*** Opening Dataset ***
//! Change notification source, event filtering, and trigger batching.
//!
//! This crate turns a noisy stream of filesystem notifications into a
//! single-slot "run now" signal for the run coordinator in `nr-runner`.
//!
//! # Architecture
//!
//! ```text
//! ┌──────────────────────┐  ChangeNotification   ┌──────────────────────────┐
//! │ NotificationSource   │ ────────────────────► │ Batcher (one task)       │
//! │ (notify backend)     │                       │  EventFilter::classify   │
//! │                      │                       │  SuppressionTally        │
//! │                      │                       │  flush timer             │
//! └──────────┬───────────┘                       └────────────┬─────────────┘
//!            │ WatchError                                     │ try_send(())
//!            │                                                ▼
//!            │                                   ┌──────────────────────────┐
//!            └─────────────────────────────────► │ pending-trigger slot (1) │
//!                       (to the coordinator)     └──────────────────────────┘
//! ```
//!
//! # Crate Dependencies
//!
//! ```text
//! nr-cli ──► nr-runner ──► nr-watcher ──► nr-core
//! ```
//!
//! # Usage
//!
//! ```no_run
//! use camino::Utf8Path;
//! use nr_core::IgnoreRules;
//! use nr_watcher::{Batcher, EventFilter, NotificationSource, trigger_slot};
//! use tokio_util::sync::CancellationToken;
//!
//! # async fn example() -> Result<(), nr_watcher::WatchError> {
//! let mut source = NotificationSource::new(false)?;
//! source.watch(Utf8Path::new("./src"))?;
//! let (_guard, notifications, _errors) = source.into_parts();
//!
//! let (trigger_tx, mut triggers) = trigger_slot();
//! let batcher = Batcher::new(EventFilter::new(IgnoreRules::none()), trigger_tx);
//! tokio::spawn(batcher.run(notifications, CancellationToken::new()));
//!
//! while triggers.recv().await.is_some() {
//!     // run the command
//! }
//! # Ok(())
//! # }
//! ```

#![deny(clippy::all)]
#![warn(missing_docs)]

pub mod batcher;
pub mod error;
pub mod events;
pub mod filter;
pub mod report;
pub mod source;
pub mod tally;

pub use batcher::{Batcher, BatcherStats, TriggerReceiver, TriggerSender, trigger_slot};
pub use error::WatchError;
pub use filter::{Classification, EventFilter};
pub use report::{Reporter, TracingReporter};
pub use source::{ErrorStream, NotificationSource, NotificationStream, WatchGuard};
pub use tally::{FlushReason, FlushReport, MAX_TALLY_ENTRIES, SuppressionTally};
//! Error types for the nr-runner crate.
//!
//! [`SessionError`] is the single terminal error a watch session can end
//! with. Recoverable conditions (a command that ran but failed) are logged
//! where they happen and never become a `SessionError`.

use nr_core::ConfigError;
use nr_watcher::WatchError;

/// The fatal condition that ended a watch session.
///
/// # Error Classes
///
/// - **Configuration** ([`SessionError::Config`], [`SessionError::Watch`] while
///   registering subjects): reported before the first run.
/// - **Filesystem** ([`SessionError::Watch`] from the error stream): ends a
///   running session.
/// - **Launch** ([`SessionError::Launch`]): the command cannot be started, so
///   every future trigger would fail the same way.
///
/// # Examples
///
/// ```
/// use nr_core::ConfigError;
/// use nr_runner::SessionError;
///
/// let err = SessionError::from(ConfigError::NoWatchPaths);
/// assert!(err.is_configuration());
/// assert_eq!(err.to_string(), "must specify files/directories to watch");
/// ```
#[derive(Debug, thiserror::Error)]
pub enum SessionError {
    /// The session configuration is invalid.
    #[error(transparent)]
    Config(#[from] ConfigError),

    /// The watch backend failed, either registering a subject or while running.
    #[error(transparent)]
    Watch(#[from] WatchError),

    /// The command could not be started.
    #[error("failed to launch '{program}': {source}")]
    Launch {
        /// The program that failed to start.
        program: String,
        /// The underlying spawn error.
        #[source]
        source: std::io::Error,
    },

    /// The coordinator was run again after it had already terminated.
    #[error("watch session already terminated")]
    AlreadyTerminated,
}

impl SessionError {
    /// Returns `true` for errors detected before the watch loop starts.
    #[must_use]
    pub const fn is_configuration(&self) -> bool {
        matches!(
            self,
            Self::Config(_) | Self::Watch(WatchError::PathNotFound(_))
        )
    }

    /// Returns `true` if the session ended because the command could not start.
    #[must_use]
    pub const fn is_launch(&self) -> bool {
        matches!(self, Self::Launch { .. })
    }
}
*** Closing Dataset ***
- **Goal of the exercise**
Give back the entries exactly. Omit none of them.

- **Answer to the problem**
//! Change notification source, event filtering, and trigger batching.
//!
//! This crate turns a noisy stream of filesystem notifications into a
//! single-slot "run now" signal for the run coordinator in `nr-runner`.
//!
//! # Architecture
//!
//! ```text
//! ┌──────────────────────┐  ChangeNotification   ┌──────────────────────────┐
//! │ NotificationSource   │ ────────────────────► │ Batcher (one task)       │
//! │ (notify backend)     │                       │  EventFilter::classify   │
//! │                      │                       │  SuppressionTally        │
//! │                      │                       │  flush timer             │
//! └──────────┬───────────┘                       └────────────┬─────────────┘
//!            │ WatchError                                     │ try_send(())
//!            │                                                ▼
//!            │                                   ┌──────────────────────────┐
//!            └─────────────────────────────────► │ pending-trigger slot (1) │
//!                       (to the coordinator)     └──────────────────────────┘
//! ```
//!
//! # Crate Dependencies
//!
//! ```text
//! nr-cli ──► nr-runner ──► nr-watcher ──► nr-core
//! ```
//!
//! # Usage
//!
//! ```no_run
//! use camino::Utf8Path;
//! use nr_core::IgnoreRules;
//! use nr_watcher::{Batcher, EventFilter, NotificationSource, trigger_slot};
//! use tokio_util::sync::CancellationToken;
//!
//! # async fn example() -> Result<(), nr_watcher::WatchError> {
//! let mut source = NotificationSource::new(false)?;
//! source.watch(Utf8Path::new("./src"))?;
//! let (_guard, notifications, _errors) = source.into_parts();
//!
//! let (trigger_tx, mut triggers) = trigger_slot();
//! let batcher = Batcher::new(EventFilter::new(IgnoreRules::none()), trigger_tx);
//! tokio::spawn(batcher.run(notifications, CancellationToken::new()));
//!
//! while triggers.recv().await.is_some() {
//!     // run the command
//! }
//! # Ok(())
//! # }
//! ```

#![deny(clippy::all)]
#![warn(missing_docs)]

pub mod batcher;
pub mod error;
pub mod events;
pub mod filter;
pub mod report;
pub mod source;
pub mod tally;

pub use batcher::{Batcher, BatcherStats, TriggerReceiver, TriggerSender, trigger_slot};
pub use error::WatchError;
pub use filter::{Classification, EventFilter};
pub use report::{Reporter, TracingReporter};
pub use source::{ErrorStream, NotificationSource, NotificationStream, WatchGuard};
pub use tally::{FlushReason, FlushReport, MAX_TALLY_ENTRIES, SuppressionTally};
//! Error types for the nr-runner crate.
//!
//! [`SessionError`] is the single terminal error a watch session can end
//! with. Recoverable conditions (a command that ran but failed) are logged
//! where they happen and never become a `SessionError`.

use nr_core::ConfigError;
use nr_watcher::WatchError;

/// The fatal condition that ended a watch session.
///
/// # Error Classes
///
/// - **Configuration** ([`SessionError::Config`], [`SessionError::Watch`] while
///   registering subjects): reported before the first run.
/// - **Filesystem** ([`SessionError::Watch`] from the error stream): ends a
///   running session.
/// - **Launch** ([`SessionError::Launch`]): the command cannot be started, so
///   every future trigger would fail the same way.
///
/// # Examples
///
/// ```
/// use nr_core::ConfigError;
/// use nr_runner::SessionError;
///
/// let err = SessionError::from(ConfigError::NoWatchPaths);
/// assert!(err.is_configuration());
/// assert_eq!(err.to_string(), "must specify files/directories to watch");
/// ```
#[derive(Debug, thiserror::Error)]
pub enum SessionError {
    /// The session configuration is invalid.
    #[error(transparent)]
    Config(#[from] ConfigError),

    /// The watch backend failed, either registering a subject or while running.
    #[error(transparent)]
    Watch(#[from] WatchError),

    /// The command could not be started.
    #[error("failed to launch '{program}': {source}")]
    Launch {
        /// The program that failed to start.
        program: String,
        /// The underlying spawn error.
        #[source]
        source: std::io::Error,
    },

    /// The coordinator was run again after it had already terminated.
    #[error("watch session already terminated")]
    AlreadyTerminated,
}

impl SessionError {
    /// Returns `true` for errors detected before the watch loop starts.
    #[must_use]
    pub const fn is_configuration(&self) -> bool {
        matches!(
            self,
            Self::Config(_) | Self::Watch(WatchError::PathNotFound(_))
        )
    }

    /// Returns `true` if the session ended because the command could not start.
    #[must_use]
    pub const fn is_launch(&self) -> bool {
        matches!(self, Self::Launch { .. })
    }
}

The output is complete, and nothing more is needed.